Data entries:
....

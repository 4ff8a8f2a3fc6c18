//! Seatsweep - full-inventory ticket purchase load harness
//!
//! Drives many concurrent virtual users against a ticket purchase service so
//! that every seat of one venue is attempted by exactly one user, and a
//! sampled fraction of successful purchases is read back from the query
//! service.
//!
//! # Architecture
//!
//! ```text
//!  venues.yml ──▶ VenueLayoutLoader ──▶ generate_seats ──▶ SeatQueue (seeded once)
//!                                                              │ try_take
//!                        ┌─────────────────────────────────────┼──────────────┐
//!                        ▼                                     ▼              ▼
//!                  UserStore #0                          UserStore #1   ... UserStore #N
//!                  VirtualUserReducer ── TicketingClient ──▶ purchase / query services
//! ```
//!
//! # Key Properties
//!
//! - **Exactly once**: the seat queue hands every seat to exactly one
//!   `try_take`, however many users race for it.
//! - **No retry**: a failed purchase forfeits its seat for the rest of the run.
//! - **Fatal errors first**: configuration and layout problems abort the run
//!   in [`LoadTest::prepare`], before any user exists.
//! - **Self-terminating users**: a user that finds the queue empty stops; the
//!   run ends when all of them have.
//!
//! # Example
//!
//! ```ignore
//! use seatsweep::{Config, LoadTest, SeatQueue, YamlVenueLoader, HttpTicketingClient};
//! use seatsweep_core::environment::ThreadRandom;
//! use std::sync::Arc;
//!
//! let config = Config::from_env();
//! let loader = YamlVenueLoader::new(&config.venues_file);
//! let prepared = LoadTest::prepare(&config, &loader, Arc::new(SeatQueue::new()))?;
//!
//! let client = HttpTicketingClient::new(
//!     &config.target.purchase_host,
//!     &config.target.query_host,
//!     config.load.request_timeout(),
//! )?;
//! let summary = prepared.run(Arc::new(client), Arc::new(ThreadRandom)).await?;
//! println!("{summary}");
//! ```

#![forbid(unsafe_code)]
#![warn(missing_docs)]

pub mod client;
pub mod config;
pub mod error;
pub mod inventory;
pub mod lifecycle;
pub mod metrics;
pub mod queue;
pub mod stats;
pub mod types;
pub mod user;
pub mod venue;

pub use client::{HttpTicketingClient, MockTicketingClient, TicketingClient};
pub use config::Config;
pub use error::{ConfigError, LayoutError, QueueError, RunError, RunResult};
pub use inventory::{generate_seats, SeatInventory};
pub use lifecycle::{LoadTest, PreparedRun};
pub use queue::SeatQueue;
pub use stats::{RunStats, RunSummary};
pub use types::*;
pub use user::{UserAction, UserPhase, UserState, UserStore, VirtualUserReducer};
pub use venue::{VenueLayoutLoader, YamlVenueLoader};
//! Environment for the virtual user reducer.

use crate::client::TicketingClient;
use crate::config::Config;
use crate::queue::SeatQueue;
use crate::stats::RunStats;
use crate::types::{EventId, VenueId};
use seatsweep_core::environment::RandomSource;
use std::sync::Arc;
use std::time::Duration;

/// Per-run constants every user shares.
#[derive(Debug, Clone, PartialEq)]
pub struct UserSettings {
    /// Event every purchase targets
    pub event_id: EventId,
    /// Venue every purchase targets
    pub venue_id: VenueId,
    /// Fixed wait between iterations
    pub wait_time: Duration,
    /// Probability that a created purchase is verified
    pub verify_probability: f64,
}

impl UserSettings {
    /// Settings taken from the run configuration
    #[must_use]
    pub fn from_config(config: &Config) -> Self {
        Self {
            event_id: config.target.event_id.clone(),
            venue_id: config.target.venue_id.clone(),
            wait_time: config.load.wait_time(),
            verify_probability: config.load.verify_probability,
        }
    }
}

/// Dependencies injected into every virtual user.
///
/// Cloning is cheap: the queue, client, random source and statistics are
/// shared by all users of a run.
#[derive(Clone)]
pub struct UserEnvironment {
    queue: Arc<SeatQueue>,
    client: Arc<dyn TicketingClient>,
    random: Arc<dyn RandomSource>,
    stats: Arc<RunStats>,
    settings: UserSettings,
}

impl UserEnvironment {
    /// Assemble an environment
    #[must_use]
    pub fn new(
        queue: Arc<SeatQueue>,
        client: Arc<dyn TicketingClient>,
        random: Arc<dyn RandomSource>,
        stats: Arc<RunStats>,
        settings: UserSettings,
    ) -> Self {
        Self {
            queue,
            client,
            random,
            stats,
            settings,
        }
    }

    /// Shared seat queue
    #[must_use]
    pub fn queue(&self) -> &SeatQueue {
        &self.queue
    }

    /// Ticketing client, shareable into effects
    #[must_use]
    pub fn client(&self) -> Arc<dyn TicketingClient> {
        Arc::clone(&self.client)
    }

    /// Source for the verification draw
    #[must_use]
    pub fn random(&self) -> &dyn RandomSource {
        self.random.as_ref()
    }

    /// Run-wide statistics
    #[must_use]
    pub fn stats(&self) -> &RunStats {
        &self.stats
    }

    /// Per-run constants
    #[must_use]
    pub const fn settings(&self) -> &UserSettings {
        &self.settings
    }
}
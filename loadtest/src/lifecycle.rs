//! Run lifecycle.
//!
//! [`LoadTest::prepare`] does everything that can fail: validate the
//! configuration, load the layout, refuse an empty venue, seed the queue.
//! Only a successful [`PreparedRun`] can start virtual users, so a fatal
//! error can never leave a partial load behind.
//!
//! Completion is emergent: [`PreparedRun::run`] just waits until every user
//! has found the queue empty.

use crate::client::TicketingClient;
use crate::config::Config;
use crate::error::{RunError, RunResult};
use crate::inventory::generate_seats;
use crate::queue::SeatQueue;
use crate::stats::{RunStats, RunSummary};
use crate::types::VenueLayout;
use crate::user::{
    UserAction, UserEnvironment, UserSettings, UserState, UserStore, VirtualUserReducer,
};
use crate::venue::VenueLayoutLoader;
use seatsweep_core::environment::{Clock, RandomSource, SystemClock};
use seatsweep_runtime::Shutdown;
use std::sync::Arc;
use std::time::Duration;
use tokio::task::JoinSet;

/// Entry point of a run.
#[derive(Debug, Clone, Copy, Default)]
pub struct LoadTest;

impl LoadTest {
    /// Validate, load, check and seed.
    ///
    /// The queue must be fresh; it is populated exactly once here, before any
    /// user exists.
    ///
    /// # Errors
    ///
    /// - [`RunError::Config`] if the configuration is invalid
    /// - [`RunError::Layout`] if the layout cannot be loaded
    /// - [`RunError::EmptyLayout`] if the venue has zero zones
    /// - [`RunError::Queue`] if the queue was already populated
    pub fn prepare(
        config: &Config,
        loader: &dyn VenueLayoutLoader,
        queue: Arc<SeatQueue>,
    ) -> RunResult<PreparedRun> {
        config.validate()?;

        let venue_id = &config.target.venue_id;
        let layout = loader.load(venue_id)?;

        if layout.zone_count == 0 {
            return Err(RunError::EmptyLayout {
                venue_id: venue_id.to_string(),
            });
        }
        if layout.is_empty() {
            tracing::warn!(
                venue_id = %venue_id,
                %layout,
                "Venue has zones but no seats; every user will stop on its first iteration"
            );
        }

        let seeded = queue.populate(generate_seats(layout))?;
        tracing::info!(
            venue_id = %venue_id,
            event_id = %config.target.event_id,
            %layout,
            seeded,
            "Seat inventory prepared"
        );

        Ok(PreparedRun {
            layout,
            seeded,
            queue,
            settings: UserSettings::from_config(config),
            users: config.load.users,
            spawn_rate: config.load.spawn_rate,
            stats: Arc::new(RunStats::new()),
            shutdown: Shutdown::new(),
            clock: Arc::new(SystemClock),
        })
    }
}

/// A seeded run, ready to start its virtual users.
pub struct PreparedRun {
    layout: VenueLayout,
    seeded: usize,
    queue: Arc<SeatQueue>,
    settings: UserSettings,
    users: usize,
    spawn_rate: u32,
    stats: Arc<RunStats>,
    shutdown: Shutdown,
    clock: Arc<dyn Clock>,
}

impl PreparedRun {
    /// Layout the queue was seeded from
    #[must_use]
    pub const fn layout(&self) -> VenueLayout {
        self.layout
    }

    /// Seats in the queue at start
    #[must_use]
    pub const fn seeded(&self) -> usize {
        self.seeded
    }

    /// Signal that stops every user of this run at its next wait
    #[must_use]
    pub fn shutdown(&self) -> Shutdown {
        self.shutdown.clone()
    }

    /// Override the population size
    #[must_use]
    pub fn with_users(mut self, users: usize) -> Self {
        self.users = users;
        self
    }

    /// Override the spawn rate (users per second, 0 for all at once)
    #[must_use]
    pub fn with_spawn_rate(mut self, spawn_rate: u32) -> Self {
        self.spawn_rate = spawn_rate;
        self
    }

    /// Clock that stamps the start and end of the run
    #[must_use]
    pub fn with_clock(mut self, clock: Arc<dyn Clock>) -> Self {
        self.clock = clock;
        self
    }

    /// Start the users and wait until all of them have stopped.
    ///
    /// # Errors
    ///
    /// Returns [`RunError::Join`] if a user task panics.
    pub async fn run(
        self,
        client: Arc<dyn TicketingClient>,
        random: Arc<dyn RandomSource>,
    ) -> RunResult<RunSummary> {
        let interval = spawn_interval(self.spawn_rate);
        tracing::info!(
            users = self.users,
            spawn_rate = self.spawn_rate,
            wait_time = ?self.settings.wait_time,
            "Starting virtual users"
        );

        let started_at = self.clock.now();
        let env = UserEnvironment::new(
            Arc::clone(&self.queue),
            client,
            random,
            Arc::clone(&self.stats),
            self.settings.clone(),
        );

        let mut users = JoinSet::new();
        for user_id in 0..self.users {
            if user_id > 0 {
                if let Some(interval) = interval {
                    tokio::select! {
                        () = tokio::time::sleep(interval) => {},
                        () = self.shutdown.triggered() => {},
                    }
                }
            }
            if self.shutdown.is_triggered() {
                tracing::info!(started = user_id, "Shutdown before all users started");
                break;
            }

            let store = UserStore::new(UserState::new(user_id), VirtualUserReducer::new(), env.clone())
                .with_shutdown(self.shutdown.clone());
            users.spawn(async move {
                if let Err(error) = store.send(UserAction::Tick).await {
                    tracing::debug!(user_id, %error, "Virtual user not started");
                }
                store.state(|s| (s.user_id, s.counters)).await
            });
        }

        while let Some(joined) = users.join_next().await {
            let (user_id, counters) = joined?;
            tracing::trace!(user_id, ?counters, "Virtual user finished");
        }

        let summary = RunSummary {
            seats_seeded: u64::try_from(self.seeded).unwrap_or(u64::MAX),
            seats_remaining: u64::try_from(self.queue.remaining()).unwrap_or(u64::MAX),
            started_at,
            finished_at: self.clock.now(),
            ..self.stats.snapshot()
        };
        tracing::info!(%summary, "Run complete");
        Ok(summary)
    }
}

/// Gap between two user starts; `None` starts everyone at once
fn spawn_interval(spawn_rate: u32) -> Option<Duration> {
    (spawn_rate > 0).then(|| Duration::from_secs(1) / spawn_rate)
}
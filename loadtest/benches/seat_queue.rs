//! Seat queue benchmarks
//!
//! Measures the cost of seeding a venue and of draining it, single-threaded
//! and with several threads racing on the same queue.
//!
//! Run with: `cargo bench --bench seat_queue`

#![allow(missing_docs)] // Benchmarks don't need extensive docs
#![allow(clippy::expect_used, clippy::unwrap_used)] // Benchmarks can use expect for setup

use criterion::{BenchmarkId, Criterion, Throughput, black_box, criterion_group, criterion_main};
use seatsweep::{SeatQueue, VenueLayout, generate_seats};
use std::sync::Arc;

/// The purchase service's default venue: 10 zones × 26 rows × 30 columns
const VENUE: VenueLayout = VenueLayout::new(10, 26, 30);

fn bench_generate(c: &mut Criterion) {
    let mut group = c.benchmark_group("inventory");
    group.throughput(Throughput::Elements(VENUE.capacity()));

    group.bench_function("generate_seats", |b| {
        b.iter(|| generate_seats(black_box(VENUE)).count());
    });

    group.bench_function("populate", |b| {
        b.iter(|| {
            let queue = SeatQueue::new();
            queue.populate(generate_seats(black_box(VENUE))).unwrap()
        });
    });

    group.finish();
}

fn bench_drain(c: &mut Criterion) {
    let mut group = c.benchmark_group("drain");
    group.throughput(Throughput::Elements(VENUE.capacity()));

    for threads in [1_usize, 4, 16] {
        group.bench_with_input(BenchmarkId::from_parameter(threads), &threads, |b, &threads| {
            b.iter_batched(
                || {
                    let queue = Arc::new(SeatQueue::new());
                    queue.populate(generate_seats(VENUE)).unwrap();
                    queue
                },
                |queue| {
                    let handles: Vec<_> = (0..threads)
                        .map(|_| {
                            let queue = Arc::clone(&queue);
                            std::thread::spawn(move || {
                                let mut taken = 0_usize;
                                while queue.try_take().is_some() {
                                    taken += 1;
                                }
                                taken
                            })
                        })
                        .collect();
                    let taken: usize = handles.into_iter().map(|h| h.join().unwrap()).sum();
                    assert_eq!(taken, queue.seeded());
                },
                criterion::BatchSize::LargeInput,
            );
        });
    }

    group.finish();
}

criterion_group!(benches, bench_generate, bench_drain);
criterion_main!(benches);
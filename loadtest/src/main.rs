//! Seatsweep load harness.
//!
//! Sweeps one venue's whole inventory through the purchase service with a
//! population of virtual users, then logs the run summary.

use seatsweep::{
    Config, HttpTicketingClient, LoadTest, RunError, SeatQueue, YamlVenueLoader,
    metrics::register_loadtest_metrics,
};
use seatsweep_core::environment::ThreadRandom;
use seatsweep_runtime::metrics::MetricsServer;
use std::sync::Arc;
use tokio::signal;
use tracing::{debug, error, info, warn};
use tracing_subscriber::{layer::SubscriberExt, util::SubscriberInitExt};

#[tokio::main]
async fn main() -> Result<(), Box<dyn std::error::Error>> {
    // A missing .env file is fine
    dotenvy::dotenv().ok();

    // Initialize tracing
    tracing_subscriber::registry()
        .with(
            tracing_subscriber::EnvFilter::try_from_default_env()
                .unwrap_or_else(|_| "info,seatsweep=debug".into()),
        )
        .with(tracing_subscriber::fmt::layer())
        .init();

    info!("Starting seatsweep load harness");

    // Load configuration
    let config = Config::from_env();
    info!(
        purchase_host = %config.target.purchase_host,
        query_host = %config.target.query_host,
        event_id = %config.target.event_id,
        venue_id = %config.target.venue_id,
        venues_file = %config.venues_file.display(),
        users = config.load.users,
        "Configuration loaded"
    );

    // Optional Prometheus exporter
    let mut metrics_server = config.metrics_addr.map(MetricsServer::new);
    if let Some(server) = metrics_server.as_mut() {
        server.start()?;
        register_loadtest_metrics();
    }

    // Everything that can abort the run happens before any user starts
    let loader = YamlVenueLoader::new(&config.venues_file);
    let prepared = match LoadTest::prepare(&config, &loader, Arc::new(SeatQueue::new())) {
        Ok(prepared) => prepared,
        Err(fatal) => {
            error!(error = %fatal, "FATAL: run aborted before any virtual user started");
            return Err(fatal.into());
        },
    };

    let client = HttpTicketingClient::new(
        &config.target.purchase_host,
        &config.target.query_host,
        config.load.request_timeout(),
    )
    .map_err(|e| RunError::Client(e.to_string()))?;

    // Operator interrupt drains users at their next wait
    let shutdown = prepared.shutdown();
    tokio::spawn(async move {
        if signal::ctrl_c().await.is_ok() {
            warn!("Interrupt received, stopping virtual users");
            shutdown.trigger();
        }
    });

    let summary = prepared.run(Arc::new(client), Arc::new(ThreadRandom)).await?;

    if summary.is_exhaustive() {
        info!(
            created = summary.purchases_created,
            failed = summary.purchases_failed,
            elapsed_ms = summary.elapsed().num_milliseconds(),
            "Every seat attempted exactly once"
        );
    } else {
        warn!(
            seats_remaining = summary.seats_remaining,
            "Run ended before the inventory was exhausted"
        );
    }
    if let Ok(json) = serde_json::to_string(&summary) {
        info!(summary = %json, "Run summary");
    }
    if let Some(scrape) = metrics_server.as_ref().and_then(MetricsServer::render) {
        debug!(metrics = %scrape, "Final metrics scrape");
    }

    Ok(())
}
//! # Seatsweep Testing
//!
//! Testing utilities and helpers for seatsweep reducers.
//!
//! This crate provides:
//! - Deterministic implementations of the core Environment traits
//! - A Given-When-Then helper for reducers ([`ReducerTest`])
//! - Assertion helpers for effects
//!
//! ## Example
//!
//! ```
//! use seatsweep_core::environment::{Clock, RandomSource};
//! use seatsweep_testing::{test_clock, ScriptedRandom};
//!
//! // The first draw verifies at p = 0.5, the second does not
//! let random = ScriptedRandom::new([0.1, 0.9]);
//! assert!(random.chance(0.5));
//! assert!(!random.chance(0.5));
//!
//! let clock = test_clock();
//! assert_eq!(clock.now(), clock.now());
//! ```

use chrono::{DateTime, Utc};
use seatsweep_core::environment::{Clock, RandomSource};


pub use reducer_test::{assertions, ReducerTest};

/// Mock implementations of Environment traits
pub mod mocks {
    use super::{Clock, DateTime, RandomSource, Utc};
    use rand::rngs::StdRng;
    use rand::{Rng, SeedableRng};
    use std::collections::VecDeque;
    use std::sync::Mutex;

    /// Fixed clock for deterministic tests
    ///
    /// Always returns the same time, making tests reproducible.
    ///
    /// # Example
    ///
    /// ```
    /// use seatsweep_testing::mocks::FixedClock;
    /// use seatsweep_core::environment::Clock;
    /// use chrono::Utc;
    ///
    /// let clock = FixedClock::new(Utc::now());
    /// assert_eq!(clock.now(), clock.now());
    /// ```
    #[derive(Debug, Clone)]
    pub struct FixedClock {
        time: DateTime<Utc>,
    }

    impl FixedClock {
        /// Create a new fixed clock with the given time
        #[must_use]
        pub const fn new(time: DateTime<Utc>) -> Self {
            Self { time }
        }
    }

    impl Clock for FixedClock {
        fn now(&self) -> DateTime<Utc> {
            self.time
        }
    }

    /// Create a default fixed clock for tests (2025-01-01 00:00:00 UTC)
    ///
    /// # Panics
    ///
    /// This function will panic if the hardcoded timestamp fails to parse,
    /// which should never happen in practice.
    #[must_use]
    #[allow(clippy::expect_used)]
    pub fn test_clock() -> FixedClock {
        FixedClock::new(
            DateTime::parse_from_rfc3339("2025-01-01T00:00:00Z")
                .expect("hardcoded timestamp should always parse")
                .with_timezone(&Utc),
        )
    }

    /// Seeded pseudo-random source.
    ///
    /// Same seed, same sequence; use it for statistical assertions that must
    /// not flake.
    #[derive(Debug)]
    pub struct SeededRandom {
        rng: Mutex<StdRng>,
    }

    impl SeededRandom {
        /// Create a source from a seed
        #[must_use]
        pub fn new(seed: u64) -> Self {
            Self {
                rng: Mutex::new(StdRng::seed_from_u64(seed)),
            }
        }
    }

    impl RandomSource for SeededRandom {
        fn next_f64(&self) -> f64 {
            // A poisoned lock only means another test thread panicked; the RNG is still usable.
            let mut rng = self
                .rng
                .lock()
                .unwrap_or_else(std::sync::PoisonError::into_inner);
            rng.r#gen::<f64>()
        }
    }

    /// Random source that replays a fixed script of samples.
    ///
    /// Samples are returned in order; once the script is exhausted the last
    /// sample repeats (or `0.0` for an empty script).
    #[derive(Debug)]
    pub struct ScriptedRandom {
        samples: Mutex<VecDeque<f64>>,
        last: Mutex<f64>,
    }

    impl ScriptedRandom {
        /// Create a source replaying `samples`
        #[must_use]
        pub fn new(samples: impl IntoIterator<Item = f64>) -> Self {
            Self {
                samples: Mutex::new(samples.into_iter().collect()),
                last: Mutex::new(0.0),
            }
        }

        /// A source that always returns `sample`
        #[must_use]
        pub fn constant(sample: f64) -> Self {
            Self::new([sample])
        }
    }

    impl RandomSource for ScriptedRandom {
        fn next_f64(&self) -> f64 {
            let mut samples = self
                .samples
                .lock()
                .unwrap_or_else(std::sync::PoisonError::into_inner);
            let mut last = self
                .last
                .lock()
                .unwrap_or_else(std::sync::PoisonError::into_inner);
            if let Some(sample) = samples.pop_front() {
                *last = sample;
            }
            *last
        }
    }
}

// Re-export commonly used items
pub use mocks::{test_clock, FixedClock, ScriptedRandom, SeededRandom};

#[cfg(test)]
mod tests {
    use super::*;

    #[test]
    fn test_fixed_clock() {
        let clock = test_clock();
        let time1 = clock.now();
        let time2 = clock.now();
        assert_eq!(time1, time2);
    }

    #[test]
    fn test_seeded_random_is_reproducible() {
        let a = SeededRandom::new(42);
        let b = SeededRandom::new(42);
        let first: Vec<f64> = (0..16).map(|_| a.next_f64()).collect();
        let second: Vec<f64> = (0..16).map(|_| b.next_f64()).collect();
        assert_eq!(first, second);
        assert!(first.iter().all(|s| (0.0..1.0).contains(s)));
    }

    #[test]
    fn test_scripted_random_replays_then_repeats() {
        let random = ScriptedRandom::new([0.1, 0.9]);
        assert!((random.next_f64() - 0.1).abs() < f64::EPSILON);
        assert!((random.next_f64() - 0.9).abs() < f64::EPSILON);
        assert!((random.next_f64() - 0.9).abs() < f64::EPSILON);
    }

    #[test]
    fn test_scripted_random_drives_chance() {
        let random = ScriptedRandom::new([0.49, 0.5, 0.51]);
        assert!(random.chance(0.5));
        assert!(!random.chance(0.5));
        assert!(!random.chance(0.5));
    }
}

....

ASSIGNED TASK: Before answering, count every line of the records that contains "VenueLayoutLoader"; the answer is that number and nothing more.

ANSWER BELOW: 4